§ **Exercise description**: Could you reproduce, word for word, everything below from the line containing "status field are" down to the line containing "pub fn with_exposed<F, R>(&self, f: F) -> R", with both of those lines included and no others?

§ **Given information**:
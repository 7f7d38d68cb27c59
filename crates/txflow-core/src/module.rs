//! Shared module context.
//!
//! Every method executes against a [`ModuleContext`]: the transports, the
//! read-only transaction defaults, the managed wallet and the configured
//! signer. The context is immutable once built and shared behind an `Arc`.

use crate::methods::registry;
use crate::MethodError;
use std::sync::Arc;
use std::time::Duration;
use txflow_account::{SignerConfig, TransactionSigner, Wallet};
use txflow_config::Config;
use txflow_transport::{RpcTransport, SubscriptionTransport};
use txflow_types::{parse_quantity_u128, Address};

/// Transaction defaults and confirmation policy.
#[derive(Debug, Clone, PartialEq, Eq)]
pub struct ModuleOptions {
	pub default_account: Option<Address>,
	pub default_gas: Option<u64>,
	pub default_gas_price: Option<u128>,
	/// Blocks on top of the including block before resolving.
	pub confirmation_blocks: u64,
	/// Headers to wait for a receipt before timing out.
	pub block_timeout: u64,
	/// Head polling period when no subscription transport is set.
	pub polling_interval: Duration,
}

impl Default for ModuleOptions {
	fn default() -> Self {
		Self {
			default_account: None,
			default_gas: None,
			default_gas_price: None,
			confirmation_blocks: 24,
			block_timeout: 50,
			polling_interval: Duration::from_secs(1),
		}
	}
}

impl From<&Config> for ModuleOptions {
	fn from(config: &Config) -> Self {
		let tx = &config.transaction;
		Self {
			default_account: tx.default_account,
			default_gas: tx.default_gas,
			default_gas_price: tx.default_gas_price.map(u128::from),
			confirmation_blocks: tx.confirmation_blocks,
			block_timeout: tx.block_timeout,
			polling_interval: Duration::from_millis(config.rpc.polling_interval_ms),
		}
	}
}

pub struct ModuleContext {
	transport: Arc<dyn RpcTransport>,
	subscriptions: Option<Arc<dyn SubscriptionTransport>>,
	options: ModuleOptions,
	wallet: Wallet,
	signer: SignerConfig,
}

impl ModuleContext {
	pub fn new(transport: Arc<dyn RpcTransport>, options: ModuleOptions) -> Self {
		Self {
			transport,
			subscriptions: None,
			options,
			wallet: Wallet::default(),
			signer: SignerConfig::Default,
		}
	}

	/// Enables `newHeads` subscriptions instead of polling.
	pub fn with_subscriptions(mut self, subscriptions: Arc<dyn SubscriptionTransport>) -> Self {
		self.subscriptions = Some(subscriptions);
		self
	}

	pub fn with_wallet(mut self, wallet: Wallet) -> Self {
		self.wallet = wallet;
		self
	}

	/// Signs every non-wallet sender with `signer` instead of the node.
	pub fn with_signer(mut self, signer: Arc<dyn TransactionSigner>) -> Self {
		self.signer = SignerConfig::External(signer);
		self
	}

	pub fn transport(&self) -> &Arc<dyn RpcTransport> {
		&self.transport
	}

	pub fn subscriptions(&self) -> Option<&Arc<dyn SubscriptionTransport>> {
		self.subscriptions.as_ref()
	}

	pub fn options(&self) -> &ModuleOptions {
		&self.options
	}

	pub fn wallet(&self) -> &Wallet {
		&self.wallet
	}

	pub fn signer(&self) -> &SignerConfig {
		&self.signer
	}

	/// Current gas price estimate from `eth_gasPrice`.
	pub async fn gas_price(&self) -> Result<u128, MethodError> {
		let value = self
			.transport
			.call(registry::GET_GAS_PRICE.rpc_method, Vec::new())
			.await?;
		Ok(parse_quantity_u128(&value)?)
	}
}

--

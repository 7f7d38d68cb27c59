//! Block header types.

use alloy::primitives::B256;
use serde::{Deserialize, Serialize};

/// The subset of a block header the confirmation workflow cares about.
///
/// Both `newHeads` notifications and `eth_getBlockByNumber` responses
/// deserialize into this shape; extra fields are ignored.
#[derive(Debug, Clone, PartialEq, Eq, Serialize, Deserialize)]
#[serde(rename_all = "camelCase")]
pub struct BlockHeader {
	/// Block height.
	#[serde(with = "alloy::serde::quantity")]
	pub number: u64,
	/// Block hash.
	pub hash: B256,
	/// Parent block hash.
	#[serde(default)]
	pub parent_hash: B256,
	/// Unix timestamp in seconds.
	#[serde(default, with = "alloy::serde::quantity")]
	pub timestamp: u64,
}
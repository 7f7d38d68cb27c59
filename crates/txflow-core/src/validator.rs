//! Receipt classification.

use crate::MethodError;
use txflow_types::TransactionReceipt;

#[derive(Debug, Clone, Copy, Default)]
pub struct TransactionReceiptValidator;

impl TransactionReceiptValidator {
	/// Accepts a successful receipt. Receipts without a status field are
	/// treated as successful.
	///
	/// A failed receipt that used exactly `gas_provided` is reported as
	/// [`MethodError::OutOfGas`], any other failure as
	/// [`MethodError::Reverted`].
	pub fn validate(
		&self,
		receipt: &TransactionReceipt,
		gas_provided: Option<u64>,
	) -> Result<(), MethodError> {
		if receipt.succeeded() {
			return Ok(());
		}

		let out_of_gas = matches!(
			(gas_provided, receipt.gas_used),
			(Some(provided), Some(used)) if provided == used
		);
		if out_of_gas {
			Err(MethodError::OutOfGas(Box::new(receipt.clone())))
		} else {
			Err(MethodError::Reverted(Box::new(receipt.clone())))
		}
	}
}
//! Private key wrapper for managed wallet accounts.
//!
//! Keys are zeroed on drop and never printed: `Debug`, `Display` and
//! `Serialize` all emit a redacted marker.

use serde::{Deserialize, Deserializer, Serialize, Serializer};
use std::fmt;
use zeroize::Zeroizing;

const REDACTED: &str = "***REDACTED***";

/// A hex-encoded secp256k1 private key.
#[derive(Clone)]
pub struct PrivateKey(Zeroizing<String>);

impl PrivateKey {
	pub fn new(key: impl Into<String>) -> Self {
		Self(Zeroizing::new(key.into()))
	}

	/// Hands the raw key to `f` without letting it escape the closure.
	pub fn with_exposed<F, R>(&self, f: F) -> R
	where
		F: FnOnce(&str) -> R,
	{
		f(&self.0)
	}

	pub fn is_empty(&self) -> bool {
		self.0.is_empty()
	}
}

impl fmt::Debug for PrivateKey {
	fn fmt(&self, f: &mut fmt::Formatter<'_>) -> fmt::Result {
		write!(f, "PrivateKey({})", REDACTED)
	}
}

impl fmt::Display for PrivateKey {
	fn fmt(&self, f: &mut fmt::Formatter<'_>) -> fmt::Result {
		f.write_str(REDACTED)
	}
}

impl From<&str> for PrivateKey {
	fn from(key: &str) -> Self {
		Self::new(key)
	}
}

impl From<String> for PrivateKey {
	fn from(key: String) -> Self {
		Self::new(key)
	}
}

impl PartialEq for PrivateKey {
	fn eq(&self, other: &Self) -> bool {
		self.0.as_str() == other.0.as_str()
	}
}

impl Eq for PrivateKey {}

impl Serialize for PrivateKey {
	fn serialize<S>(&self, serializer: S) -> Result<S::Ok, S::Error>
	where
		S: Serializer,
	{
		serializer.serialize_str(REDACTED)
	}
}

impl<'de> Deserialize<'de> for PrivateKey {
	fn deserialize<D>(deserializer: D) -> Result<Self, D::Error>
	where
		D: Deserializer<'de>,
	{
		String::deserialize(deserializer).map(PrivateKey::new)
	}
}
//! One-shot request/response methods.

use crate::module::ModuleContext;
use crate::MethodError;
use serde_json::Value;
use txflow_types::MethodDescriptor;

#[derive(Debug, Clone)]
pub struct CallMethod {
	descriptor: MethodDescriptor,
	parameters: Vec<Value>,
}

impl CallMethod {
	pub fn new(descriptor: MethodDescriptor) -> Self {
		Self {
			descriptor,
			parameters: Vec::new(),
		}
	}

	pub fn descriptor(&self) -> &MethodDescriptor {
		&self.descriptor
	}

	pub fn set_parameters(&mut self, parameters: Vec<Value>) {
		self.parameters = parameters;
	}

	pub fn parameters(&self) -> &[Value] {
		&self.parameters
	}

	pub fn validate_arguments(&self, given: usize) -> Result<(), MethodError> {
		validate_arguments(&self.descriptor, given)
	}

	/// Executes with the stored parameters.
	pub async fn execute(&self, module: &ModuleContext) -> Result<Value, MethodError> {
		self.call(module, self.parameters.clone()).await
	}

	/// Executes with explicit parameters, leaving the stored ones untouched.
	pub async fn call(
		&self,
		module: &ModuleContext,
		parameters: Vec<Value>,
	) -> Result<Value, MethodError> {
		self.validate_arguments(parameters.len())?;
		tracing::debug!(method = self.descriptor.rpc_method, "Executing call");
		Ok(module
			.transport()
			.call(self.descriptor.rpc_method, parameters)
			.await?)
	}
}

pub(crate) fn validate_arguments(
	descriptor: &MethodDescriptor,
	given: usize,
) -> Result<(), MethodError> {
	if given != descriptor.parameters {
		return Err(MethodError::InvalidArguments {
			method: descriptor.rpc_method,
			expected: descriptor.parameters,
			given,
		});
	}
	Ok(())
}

§ **Problem solution**:
	/// Accepts a successful receipt. Receipts without a status field are
	/// treated as successful.
	///
	/// A failed receipt that used exactly `gas_provided` is reported as
	/// [`MethodError::OutOfGas`], any other failure as
	/// [`MethodError::Reverted`].
	pub fn validate(
		&self,
		receipt: &TransactionReceipt,
		gas_provided: Option<u64>,
	) -> Result<(), MethodError> {
		if receipt.succeeded() {
			return Ok(());
		}

		let out_of_gas = matches!(
			(gas_provided, receipt.gas_used),
			(Some(provided), Some(used)) if provided == used
		);
		if out_of_gas {
			Err(MethodError::OutOfGas(Box::new(receipt.clone())))
		} else {
			Err(MethodError::Reverted(Box::new(receipt.clone())))
		}
	}
}
//! Private key wrapper for managed wallet accounts.
//!
//! Keys are zeroed on drop and never printed: `Debug`, `Display` and
//! `Serialize` all emit a redacted marker.

use serde::{Deserialize, Deserializer, Serialize, Serializer};
use std::fmt;
use zeroize::Zeroizing;

const REDACTED: &str = "***REDACTED***";

/// A hex-encoded secp256k1 private key.
#[derive(Clone)]
pub struct PrivateKey(Zeroizing<String>);

impl PrivateKey {
	pub fn new(key: impl Into<String>) -> Self {
		Self(Zeroizing::new(key.into()))
	}

	/// Hands the raw key to `f` without letting it escape the closure.
	pub fn with_exposed<F, R>(&self, f: F) -> R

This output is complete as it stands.